• _Exercise instructions_
From the records below, transcribe only the lines running from the one with "filename crates/api/src/auth/tokens.rs" through the one with "pub const OPAQUE_TOKEN_BYTES: usize = 32;". Keep both of those end lines.

• _Data for the task_
>>>>

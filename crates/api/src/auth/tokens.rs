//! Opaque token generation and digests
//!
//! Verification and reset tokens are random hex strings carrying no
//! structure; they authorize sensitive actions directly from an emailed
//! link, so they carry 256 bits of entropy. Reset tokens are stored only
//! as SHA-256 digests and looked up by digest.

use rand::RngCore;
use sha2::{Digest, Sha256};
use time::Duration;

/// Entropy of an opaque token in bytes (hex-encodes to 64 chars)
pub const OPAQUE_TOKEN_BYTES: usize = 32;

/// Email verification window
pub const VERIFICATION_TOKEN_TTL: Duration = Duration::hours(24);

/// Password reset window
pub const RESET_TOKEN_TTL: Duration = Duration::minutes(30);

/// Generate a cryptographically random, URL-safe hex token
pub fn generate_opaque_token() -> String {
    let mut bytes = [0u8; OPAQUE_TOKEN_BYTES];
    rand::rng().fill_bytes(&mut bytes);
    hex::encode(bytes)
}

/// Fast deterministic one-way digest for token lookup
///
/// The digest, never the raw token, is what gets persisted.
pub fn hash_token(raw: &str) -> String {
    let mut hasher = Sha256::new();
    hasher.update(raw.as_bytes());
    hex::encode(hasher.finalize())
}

<<<<
>>>>

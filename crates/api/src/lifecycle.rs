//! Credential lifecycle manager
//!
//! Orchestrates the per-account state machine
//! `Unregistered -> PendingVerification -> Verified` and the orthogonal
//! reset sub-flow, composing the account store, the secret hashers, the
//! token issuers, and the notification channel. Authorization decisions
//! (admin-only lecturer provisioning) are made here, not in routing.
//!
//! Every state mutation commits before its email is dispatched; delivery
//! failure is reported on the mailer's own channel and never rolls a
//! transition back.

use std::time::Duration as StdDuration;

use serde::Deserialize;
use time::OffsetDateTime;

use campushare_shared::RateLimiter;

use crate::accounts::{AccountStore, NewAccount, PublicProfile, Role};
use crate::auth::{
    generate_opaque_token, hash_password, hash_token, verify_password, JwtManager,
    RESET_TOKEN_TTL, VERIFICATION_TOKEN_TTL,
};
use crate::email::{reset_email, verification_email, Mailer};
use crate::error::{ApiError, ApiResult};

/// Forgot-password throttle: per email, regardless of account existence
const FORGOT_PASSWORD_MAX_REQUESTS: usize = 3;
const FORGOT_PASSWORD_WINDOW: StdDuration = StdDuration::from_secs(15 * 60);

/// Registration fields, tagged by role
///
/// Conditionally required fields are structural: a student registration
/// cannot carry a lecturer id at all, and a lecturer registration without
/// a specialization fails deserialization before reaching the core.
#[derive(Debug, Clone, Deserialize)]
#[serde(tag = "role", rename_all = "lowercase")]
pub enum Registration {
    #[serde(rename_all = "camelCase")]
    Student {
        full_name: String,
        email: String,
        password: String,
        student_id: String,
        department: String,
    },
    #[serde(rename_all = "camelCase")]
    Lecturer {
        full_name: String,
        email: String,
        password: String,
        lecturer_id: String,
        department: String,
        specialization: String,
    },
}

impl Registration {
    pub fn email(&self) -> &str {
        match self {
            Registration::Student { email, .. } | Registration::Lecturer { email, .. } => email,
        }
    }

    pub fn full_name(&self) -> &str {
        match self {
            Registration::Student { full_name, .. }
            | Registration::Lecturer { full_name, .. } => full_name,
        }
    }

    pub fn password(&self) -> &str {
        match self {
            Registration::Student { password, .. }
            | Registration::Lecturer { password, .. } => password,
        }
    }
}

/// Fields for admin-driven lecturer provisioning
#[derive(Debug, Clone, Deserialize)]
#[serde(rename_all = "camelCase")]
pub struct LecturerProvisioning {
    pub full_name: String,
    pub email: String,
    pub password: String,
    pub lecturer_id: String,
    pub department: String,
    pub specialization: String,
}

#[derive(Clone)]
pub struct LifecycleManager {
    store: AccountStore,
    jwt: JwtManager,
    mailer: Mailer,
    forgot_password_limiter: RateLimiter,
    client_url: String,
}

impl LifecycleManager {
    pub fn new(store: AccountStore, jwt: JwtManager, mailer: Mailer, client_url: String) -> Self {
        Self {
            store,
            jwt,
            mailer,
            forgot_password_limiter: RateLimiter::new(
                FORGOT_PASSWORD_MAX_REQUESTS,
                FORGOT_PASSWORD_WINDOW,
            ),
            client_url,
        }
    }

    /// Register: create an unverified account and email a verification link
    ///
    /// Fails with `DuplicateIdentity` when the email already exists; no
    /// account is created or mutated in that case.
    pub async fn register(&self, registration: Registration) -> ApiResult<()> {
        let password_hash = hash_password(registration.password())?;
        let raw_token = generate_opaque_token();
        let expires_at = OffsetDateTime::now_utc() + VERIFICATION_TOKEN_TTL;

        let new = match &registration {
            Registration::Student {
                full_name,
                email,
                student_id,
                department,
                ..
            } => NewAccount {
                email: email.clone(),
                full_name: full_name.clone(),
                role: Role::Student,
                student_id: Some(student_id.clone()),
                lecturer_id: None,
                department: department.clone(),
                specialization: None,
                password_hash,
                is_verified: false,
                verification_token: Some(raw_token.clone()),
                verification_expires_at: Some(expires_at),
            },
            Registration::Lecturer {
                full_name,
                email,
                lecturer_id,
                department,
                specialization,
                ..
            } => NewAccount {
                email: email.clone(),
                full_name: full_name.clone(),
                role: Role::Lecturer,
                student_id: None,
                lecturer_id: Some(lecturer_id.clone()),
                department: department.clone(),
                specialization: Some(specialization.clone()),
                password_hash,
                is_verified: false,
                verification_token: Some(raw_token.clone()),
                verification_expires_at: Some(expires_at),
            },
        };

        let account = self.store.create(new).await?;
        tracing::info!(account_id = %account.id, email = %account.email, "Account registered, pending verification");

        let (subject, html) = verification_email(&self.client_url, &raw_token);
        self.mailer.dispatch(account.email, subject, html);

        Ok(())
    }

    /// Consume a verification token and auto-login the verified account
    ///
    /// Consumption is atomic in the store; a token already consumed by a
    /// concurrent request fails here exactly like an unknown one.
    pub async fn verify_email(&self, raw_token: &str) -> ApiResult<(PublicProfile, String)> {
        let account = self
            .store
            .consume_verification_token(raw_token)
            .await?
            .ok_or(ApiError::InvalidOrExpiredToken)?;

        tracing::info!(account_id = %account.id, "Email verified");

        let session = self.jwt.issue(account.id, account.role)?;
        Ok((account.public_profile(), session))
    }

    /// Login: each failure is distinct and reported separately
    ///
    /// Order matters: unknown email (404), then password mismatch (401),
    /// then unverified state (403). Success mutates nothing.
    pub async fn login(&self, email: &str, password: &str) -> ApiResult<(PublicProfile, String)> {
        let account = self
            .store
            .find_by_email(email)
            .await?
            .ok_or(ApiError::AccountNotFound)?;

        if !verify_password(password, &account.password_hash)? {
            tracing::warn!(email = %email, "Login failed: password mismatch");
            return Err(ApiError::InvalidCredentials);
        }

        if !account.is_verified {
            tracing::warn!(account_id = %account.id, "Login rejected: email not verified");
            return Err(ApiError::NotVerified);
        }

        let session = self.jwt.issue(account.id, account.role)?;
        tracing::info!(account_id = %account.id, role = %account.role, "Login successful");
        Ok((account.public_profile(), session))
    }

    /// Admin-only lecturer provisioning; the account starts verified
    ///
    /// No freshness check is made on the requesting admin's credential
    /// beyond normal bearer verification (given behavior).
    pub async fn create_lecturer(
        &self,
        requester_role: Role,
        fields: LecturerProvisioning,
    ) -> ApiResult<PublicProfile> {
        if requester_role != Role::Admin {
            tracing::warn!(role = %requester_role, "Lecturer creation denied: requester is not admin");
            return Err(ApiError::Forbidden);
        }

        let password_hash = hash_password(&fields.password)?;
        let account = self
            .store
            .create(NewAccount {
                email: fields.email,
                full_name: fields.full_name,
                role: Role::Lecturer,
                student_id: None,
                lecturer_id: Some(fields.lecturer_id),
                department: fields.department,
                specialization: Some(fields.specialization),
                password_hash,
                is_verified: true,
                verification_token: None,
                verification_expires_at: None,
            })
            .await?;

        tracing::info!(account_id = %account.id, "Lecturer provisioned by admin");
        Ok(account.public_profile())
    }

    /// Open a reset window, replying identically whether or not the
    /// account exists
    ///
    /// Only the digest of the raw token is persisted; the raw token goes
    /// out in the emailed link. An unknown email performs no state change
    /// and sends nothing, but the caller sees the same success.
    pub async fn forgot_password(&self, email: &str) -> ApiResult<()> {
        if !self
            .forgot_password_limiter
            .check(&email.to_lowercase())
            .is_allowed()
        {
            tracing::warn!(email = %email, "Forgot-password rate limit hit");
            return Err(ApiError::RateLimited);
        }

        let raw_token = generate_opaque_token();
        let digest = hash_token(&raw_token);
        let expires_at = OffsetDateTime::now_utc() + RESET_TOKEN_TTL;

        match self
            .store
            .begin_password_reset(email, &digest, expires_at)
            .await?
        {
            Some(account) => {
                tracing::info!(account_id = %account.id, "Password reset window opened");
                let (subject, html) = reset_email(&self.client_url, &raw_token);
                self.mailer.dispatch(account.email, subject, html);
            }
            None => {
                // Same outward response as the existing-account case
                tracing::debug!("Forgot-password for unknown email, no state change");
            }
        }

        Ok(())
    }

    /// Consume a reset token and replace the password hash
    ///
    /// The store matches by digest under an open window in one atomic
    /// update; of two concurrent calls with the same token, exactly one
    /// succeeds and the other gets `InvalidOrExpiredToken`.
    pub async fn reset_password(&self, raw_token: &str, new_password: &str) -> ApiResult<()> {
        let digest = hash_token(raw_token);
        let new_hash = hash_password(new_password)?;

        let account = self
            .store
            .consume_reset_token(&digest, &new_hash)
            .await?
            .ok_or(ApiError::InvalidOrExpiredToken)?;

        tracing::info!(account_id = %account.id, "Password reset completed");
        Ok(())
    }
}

<<<<

• _Result for this task_
filename crates/api/src/auth/tokens.rs
//! Opaque token generation and digests
//!
//! Verification and reset tokens are random hex strings carrying no
//! structure; they authorize sensitive actions directly from an emailed
//! link, so they carry 256 bits of entropy. Reset tokens are stored only
//! as SHA-256 digests and looked up by digest.

use rand::RngCore;
use sha2::{Digest, Sha256};
use time::Duration;

/// Entropy of an opaque token in bytes (hex-encodes to 64 chars)
pub const OPAQUE_TOKEN_BYTES: usize = 32;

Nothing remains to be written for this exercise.